╔══
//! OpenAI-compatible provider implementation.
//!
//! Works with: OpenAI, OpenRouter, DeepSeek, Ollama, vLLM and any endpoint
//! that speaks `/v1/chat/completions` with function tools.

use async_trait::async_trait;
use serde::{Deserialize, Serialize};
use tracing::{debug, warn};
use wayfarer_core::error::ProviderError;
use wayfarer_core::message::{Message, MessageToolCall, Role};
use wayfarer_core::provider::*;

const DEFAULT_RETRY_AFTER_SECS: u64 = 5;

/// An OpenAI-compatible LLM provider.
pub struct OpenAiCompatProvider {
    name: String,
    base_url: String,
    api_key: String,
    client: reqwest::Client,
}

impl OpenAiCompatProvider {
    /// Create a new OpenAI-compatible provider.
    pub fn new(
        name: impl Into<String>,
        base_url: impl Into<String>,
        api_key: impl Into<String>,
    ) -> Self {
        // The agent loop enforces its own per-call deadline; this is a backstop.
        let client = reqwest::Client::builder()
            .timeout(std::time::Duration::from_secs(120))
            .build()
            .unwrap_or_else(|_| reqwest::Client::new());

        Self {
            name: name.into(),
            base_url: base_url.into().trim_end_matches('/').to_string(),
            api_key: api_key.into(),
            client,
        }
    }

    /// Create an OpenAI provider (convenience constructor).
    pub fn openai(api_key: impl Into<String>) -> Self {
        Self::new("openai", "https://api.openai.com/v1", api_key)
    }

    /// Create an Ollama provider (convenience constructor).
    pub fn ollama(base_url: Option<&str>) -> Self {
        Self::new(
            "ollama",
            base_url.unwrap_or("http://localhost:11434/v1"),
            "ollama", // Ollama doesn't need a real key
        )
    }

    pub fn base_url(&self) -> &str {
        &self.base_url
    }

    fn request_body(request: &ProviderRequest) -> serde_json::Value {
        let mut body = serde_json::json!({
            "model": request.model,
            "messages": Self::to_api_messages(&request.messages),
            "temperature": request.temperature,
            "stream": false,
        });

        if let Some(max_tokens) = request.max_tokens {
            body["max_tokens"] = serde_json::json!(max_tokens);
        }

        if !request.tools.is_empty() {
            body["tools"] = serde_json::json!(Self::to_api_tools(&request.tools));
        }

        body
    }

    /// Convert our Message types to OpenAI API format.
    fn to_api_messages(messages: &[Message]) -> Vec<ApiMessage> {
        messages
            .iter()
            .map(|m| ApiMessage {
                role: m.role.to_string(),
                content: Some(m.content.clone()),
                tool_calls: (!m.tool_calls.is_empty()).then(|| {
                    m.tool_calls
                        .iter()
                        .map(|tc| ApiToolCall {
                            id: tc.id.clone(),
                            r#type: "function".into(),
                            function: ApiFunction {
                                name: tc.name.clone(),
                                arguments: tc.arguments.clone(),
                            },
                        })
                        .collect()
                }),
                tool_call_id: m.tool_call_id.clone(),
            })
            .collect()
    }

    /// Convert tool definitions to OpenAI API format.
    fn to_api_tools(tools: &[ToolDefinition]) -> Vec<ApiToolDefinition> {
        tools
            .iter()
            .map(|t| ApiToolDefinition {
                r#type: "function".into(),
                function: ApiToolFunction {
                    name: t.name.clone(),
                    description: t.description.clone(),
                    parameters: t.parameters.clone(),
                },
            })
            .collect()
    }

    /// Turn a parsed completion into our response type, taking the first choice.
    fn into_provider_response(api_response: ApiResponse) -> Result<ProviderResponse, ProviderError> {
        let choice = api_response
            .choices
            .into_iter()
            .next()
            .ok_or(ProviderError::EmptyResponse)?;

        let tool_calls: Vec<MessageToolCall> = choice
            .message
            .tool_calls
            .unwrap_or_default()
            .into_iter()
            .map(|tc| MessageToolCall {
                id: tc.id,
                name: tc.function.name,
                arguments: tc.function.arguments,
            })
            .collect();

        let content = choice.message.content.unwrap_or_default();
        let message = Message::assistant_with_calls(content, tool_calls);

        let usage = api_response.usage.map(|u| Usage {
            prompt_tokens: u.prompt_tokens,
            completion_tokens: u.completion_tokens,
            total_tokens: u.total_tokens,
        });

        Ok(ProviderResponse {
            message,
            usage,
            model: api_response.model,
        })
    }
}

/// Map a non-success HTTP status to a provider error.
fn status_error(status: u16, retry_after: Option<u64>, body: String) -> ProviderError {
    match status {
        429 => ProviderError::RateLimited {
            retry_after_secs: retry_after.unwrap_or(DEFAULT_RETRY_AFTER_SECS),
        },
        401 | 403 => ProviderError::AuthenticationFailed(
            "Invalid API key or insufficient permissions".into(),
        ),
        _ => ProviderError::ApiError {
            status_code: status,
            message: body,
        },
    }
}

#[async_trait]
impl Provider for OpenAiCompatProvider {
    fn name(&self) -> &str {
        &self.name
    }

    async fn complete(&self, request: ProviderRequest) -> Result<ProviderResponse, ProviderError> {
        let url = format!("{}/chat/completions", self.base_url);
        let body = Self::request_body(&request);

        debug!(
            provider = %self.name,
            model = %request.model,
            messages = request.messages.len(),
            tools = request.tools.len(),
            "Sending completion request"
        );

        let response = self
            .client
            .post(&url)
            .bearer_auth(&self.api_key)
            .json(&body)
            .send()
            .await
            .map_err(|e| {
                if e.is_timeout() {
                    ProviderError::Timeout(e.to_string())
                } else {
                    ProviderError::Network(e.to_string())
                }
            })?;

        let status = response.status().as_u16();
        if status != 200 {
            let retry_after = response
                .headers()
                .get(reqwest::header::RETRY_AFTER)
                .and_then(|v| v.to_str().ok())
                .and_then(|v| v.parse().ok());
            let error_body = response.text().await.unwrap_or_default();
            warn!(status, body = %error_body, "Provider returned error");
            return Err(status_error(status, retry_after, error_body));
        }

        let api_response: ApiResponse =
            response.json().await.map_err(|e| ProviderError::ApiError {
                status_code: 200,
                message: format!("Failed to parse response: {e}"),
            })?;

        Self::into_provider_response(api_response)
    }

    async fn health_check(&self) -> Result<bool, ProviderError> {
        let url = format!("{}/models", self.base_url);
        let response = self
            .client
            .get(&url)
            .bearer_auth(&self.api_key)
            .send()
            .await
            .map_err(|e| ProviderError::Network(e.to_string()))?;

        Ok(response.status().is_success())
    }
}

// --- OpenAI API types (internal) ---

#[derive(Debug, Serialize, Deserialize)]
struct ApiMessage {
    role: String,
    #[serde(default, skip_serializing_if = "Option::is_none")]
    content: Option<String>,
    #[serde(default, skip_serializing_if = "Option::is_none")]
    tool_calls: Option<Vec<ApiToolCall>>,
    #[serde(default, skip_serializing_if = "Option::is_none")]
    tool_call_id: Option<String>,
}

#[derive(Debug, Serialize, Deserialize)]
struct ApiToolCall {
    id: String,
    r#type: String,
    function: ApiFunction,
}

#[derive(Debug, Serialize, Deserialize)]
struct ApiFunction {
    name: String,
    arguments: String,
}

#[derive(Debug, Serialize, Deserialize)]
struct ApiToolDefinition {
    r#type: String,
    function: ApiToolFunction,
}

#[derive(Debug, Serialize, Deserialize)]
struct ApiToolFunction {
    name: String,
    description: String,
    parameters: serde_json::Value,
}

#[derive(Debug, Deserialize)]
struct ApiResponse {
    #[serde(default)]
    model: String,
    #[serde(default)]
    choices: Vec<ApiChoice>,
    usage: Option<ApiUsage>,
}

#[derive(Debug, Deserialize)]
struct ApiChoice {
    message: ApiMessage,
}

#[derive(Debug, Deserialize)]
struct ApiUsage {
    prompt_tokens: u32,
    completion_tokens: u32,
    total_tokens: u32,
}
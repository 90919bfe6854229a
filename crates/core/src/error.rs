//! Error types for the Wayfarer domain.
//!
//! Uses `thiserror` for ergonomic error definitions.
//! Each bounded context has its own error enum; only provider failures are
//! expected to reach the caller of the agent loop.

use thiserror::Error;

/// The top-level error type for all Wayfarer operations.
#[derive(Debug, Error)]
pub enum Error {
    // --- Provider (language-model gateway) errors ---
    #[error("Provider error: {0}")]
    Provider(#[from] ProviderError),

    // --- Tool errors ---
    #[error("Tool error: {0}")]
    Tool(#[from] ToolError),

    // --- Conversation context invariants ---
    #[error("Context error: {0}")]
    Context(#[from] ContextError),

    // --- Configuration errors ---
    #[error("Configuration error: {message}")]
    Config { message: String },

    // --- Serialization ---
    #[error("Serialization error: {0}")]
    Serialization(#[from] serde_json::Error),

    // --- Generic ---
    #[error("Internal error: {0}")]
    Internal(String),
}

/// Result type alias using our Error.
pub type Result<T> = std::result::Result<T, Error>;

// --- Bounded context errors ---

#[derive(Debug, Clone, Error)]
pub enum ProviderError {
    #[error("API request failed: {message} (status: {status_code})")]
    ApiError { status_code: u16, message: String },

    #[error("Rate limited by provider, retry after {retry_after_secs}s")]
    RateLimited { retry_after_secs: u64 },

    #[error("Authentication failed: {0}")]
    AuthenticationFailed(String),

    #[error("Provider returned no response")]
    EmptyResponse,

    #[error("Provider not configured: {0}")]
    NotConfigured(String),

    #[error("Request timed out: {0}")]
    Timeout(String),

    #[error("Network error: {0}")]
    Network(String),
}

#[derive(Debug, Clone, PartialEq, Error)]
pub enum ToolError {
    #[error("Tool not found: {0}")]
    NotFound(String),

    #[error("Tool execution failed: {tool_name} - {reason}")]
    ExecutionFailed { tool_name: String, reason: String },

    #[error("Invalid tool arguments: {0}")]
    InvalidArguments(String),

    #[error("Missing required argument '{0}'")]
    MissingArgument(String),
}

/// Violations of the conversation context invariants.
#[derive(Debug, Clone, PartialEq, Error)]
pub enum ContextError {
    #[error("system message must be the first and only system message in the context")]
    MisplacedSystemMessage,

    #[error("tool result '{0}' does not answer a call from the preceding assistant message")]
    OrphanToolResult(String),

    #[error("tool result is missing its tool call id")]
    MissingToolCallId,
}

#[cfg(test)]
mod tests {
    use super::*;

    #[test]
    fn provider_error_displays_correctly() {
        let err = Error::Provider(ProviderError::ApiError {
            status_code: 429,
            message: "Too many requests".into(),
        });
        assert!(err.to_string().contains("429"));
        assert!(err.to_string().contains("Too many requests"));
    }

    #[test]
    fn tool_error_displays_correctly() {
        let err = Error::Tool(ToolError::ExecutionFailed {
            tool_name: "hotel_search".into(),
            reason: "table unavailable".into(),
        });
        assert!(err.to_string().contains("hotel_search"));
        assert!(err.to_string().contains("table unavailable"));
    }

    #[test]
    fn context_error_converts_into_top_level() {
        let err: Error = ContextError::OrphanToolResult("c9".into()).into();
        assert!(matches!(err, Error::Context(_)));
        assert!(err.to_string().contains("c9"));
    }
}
╚══
Task brief>
Scanning the data above, copy out every line where "Serialization" is found.

Result for this task>
    // --- Serialization ---
    #[error("Serialization error: {0}")]
    Serialization(#[from] serde_json::Error),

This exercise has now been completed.